▶ Material for the task:
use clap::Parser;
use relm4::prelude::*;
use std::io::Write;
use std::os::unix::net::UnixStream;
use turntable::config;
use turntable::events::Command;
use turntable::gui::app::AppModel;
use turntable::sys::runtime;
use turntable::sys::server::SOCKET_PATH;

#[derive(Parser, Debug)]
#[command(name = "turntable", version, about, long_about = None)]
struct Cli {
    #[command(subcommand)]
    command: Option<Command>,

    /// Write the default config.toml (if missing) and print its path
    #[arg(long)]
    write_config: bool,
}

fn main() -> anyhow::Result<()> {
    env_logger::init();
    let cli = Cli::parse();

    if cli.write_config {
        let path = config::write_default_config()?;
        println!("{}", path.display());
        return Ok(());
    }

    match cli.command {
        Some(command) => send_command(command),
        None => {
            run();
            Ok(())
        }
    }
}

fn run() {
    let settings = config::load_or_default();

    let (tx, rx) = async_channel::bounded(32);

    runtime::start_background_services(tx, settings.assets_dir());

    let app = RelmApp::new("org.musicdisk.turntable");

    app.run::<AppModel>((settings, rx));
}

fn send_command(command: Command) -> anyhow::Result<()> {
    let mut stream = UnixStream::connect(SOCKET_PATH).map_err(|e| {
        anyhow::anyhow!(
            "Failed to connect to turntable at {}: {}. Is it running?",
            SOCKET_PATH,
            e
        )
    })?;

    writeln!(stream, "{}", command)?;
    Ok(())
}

▶ Brief: Each of the entries must be set down exactly, none omitted.

▶ Solution:
use clap::Parser;
use relm4::prelude::*;
use std::io::Write;
use std::os::unix::net::UnixStream;
use turntable::config;
use turntable::events::Command;
use turntable::gui::app::AppModel;
use turntable::sys::runtime;
use turntable::sys::server::SOCKET_PATH;

#[derive(Parser, Debug)]
#[command(name = "turntable", version, about, long_about = None)]
struct Cli {
    #[command(subcommand)]
    command: Option<Command>,

    /// Write the default config.toml (if missing) and print its path
    #[arg(long)]
    write_config: bool,
}

fn main() -> anyhow::Result<()> {
    env_logger::init();
    let cli = Cli::parse();

    if cli.write_config {
        let path = config::write_default_config()?;
        println!("{}", path.display());
        return Ok(());
    }

    match cli.command {
        Some(command) => send_command(command),
        None => {
            run();
            Ok(())
        }
    }
}

fn run() {
    let settings = config::load_or_default();

    let (tx, rx) = async_channel::bounded(32);

    runtime::start_background_services(tx, settings.assets_dir());

    let app = RelmApp::new("org.musicdisk.turntable");

    app.run::<AppModel>((settings, rx));
}

fn send_command(command: Command) -> anyhow::Result<()> {
    let mut stream = UnixStream::connect(SOCKET_PATH).map_err(|e| {
        anyhow::anyhow!(
            "Failed to connect to turntable at {}: {}. Is it running?",
            SOCKET_PATH,
            e
        )
    })?;

    writeln!(stream, "{}", command)?;
    Ok(())
}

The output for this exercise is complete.